→ Directions
The records sit below. Return every line in them that holds the word "CreateAccount".

→ Exercise material

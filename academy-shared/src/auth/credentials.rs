/// Registration, login, token refresh and federated sign-in
///
/// These are the credential flows behind the public auth endpoints. They
/// work against any [`AccountStore`] and [`IdentityVerifier`], so the HTTP
/// layer stays a thin translation of [`CredentialError`] into status codes.
///
/// # Rules
///
/// - Emails must match `^[a-z0-9._%+-]+@[a-z0-9.-]+\.[a-z]{2,}$`
/// - Email and phone are unique; the store's constraint is authoritative
/// - Self-registration may choose `member` (default) or `coach`, never `admin`
/// - A self-registered coach starts without an academy; only an admin
///   attaches a coach to one
/// - Unknown email and wrong password give the same error
/// - Accounts without a password (federated-only) cannot log in by password
/// - Federated sign-in never creates accounts: unknown emails get the
///   provider profile back so the client can complete registration
///
/// # Example
///
/// ```no_run
/// use academy_shared::auth::credentials::{login, register, RegisterInput};
/// use academy_shared::store::PgAccountStore;
/// # use sqlx::PgPool;
///
/// # async fn example(pool: PgPool) -> Result<(), Box<dyn std::error::Error>> {
/// let store = PgAccountStore::new(pool);
/// let secret = "a-shared-secret-of-at-least-32-bytes!";
///
/// let account = register(&store, RegisterInput {
///     email: "a@b.com".to_string(),
///     phone: Some("111".to_string()),
///     password: "pw".to_string(),
///     ..Default::default()
/// }).await?;
///
/// let (_, tokens) = login(&store, "a@b.com", "pw", None, secret).await?;
/// # Ok(())
/// # }
/// ```

use std::sync::OnceLock;

use chrono::NaiveDate;
use regex::Regex;
use serde::{Deserialize, Serialize};

use super::federated::{FederatedError, FederatedProfile, IdentityVerifier};
use super::jwt::{self, JwtError, TokenPair};
use super::password::{self, PasswordError};
use crate::models::account::{Account, CreateAccount, Role};
use crate::store::{AccountStore, StoreError};

const EMAIL_PATTERN: &str = r"^[a-z0-9._%+-]+@[a-z0-9.-]+\.[a-z]{2,}$";

const INVALID_CREDENTIALS: &str = "Invalid email or password";

/// Error taxonomy of the credential flows
#[derive(Debug, thiserror::Error)]
pub enum CredentialError {
    #[error("{0}")]
    InvalidFormat(String),

    #[error("{0}")]
    Conflict(String),

    #[error("{0}")]
    Unauthorized(String),

    #[error("{0}")]
    Forbidden(String),

    #[error("{0}")]
    NotFound(String),

    #[error("{0}")]
    Internal(String),
}

impl From<StoreError> for CredentialError {
    fn from(err: StoreError) -> Self {
        match err {
            StoreError::Conflict(field) => {
                CredentialError::Conflict(format!("{} already registered", capitalize(field)))
            }
            StoreError::Database(e) => CredentialError::Internal(format!("Database error: {}", e)),
        }
    }
}

impl From<PasswordError> for CredentialError {
    fn from(err: PasswordError) -> Self {
        match err {
            PasswordError::Empty => CredentialError::InvalidFormat(err.to_string()),
            other => CredentialError::Internal(other.to_string()),
        }
    }
}

impl From<JwtError> for CredentialError {
    fn from(err: JwtError) -> Self {
        match err {
            JwtError::CreateError(msg) => CredentialError::Internal(msg),
            JwtError::Expired => CredentialError::Unauthorized("Refresh token expired".to_string()),
            other => CredentialError::Unauthorized(format!("Invalid refresh token: {}", other)),
        }
    }
}

impl From<FederatedError> for CredentialError {
    fn from(err: FederatedError) -> Self {
        match err {
            FederatedError::InvalidToken(_)
            | FederatedError::MissingEmail
            | FederatedError::UnverifiedEmail => {
                CredentialError::Unauthorized(err.to_string())
            }
            FederatedError::KeyFetch(_) | FederatedError::Config(_) => {
                CredentialError::Internal(err.to_string())
            }
        }
    }
}

fn capitalize(field: &str) -> String {
    let mut chars = field.chars();
    match chars.next() {
        Some(first) => first.to_uppercase().chain(chars).collect(),
        None => String::new(),
    }
}

/// Whether an email matches the accepted (lowercase) format
pub fn is_valid_email(email: &str) -> bool {
    static EMAIL: OnceLock<Option<Regex>> = OnceLock::new();
    EMAIL
        .get_or_init(|| Regex::new(EMAIL_PATTERN).ok())
        .as_ref()
        .is_some_and(|re| re.is_match(email))
}

/// Registration data with the plaintext password
#[derive(Debug, Clone, Default, Deserialize)]
pub struct RegisterInput {
    pub email: String,
    pub phone: Option<String>,
    pub password: String,
    pub name: String,
    pub role: Option<Role>,
    pub vendor_id: Option<i64>,
    pub address: Option<String>,
    pub photo: Option<String>,
    pub gender: Option<String>,
    pub birth_date: Option<NaiveDate>,
    pub position: Option<String>,
    pub foot: Option<String>,
    pub number: Option<i32>,
    pub age_category: Option<String>,
    pub fcm_token: Option<String>,
}

/// Result of a federated sign-in
#[derive(Debug, Clone, Serialize)]
#[serde(tag = "outcome", rename_all = "snake_case")]
pub enum FederatedOutcome {
    /// No local account uses the email; the client must register first
    NeedRegister { profile: FederatedProfile },

    /// Existing account signed in
    SignedIn {
        account: Account,
        tokens: TokenPair,
        /// The account has no academy yet
        must_complete_profile: bool,
    },
}

/// Creates an account
///
/// # Errors
///
/// - `InvalidFormat`: bad email or empty password
/// - `Forbidden`: `admin` requested, or `coach` together with an academy
/// - `Conflict`: email or phone already registered
/// - `NotFound`: the requested academy doesn't exist
pub async fn register(
    store: &dyn AccountStore,
    input: RegisterInput,
) -> Result<Account, CredentialError> {
    if !is_valid_email(&input.email) {
        return Err(CredentialError::InvalidFormat("Invalid email format".to_string()));
    }

    if input.password.is_empty() {
        return Err(CredentialError::InvalidFormat("Password is required".to_string()));
    }

    let role = input.role.unwrap_or_default();
    if role == Role::Admin {
        return Err(CredentialError::Forbidden(
            "Admin accounts cannot be self-registered".to_string(),
        ));
    }
    if role == Role::Coach && input.vendor_id.is_some() {
        return Err(CredentialError::Forbidden(
            "Coaches are assigned to a vendor by an admin".to_string(),
        ));
    }

    let phone = input.phone.filter(|p| !p.trim().is_empty());

    if store.find_by_email(&input.email).await?.is_some() {
        return Err(CredentialError::Conflict("Email already registered".to_string()));
    }
    if let Some(phone) = phone.as_deref() {
        if store.find_by_phone(phone).await?.is_some() {
            return Err(CredentialError::Conflict("Phone already registered".to_string()));
        }
    }

    if let Some(vendor_id) = input.vendor_id {
        if !store.vendor_exists(vendor_id).await? {
            return Err(CredentialError::NotFound("Vendor not found".to_string()));
        }
    }

    let password_hash = password::hash_password_blocking(input.password).await?;

    let account = store
        .create(CreateAccount {
            email: input.email,
            phone,
            password_hash,
            role,
            vendor_id: input.vendor_id,
            name: input.name,
            address: input.address,
            photo: input.photo,
            gender: input.gender,
            birth_date: input.birth_date,
            position: input.position,
            foot: input.foot,
            number: input.number,
            age_category: input.age_category,
            fcm_token: input.fcm_token,
        })
        .await?;

    tracing::info!(account_id = account.id, role = %account.role, "Account registered");

    Ok(account)
}

/// Verifies email and password and issues a token pair
///
/// A supplied push token replaces the stored one.
pub async fn login(
    store: &dyn AccountStore,
    email: &str,
    password: &str,
    fcm_token: Option<&str>,
    secret: &str,
) -> Result<(Account, TokenPair), CredentialError> {
    // Early rejections still run Argon2 once
    let Some(mut account) = store.find_by_email(email).await? else {
        password::verify_dummy_blocking(password.to_string()).await?;
        tracing::warn!("Login attempt for unknown email");
        return Err(CredentialError::Unauthorized(INVALID_CREDENTIALS.to_string()));
    };

    if !password::has_password(&account.password_hash) {
        password::verify_dummy_blocking(password.to_string()).await?;
        tracing::warn!(account_id = account.id, "Password login for account without password");
        return Err(CredentialError::Unauthorized(INVALID_CREDENTIALS.to_string()));
    }

    let matches =
        password::verify_password_blocking(password.to_string(), account.password_hash.clone())
            .await?;
    if !matches {
        tracing::warn!(account_id = account.id, "Login with wrong password");
        return Err(CredentialError::Unauthorized(INVALID_CREDENTIALS.to_string()));
    }

    if let Some(token) = fcm_token.filter(|t| !t.is_empty()) {
        store.update_fcm_token(account.id, token).await?;
        account.fcm_token = Some(token.to_string());
    }

    let tokens = jwt::issue_token_pair(account.id, &account.email, secret)?;

    tracing::info!(account_id = account.id, "Login succeeded");

    Ok((account, tokens))
}

/// Mints a new access token; the refresh token itself stays valid
pub fn refresh(refresh_token: &str, secret: &str) -> Result<String, CredentialError> {
    Ok(jwt::refresh_access_token(refresh_token, secret)?)
}

/// Signs in with an identity-provider token
pub async fn federated_login(
    store: &dyn AccountStore,
    verifier: &dyn IdentityVerifier,
    id_token: &str,
    fcm_token: Option<&str>,
    secret: &str,
) -> Result<FederatedOutcome, CredentialError> {
    let profile = verifier.verify(id_token).await?;

    let Some(mut account) = store.find_by_email(&profile.email).await? else {
        tracing::info!("Federated sign-in for unregistered email");
        return Ok(FederatedOutcome::NeedRegister { profile });
    };

    if let Some(token) = fcm_token.filter(|t| !t.is_empty()) {
        store.update_fcm_token(account.id, token).await?;
        account.fcm_token = Some(token.to_string());
    }

    let tokens = jwt::issue_token_pair(account.id, &account.email, secret)?;
    let must_complete_profile = account.vendor_id.is_none();

    tracing::info!(account_id = account.id, must_complete_profile, "Federated sign-in succeeded");

    Ok(FederatedOutcome::SignedIn {
        account,
        tokens,
        must_complete_profile,
    })
}

#[cfg(test)]
mod tests {
    use super::*;

    #[test]
    fn test_email_format() {
        assert!(is_valid_email("a@b.com"));
        assert!(is_valid_email("first.last+tag@mail.club.id"));

        assert!(!is_valid_email("not-an-email"));
        assert!(!is_valid_email("a@b"));
        assert!(!is_valid_email("A@B.COM"));
        assert!(!is_valid_email("a b@c.com"));
        assert!(!is_valid_email(""));
    }

    #[test]
    fn test_store_conflict_mapping() {
        let err = CredentialError::from(StoreError::Conflict("phone"));
        assert!(matches!(err, CredentialError::Conflict(ref m) if m == "Phone already registered"));
    }

    #[test]
    fn test_jwt_error_mapping() {
        assert!(matches!(
            CredentialError::from(JwtError::Expired),
            CredentialError::Unauthorized(_)
        ));
        assert!(matches!(
            CredentialError::from(JwtError::CreateError("boom".to_string())),
            CredentialError::Internal(_)
        ));
    }

    #[test]
    fn test_federated_error_mapping() {
        assert!(matches!(
            CredentialError::from(FederatedError::UnverifiedEmail),
            CredentialError::Unauthorized(_)
        ));
        assert!(matches!(
            CredentialError::from(FederatedError::KeyFetch("timeout".to_string())),
            CredentialError::Internal(_)
        ));
    }

    #[test]
    fn test_refresh_rejects_access_token() {
        let secret = "test-secret-key-at-least-32-bytes-long";
        let pair = jwt::issue_token_pair(1, "a@b.com", secret).unwrap();

        assert!(matches!(
            refresh(&pair.access_token, secret),
            Err(CredentialError::Unauthorized(_))
        ));
        assert!(refresh(&pair.refresh_token, secret).is_ok());
    }
}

→ Task response
use crate::models::account::{Account, CreateAccount, Role};
        .create(CreateAccount {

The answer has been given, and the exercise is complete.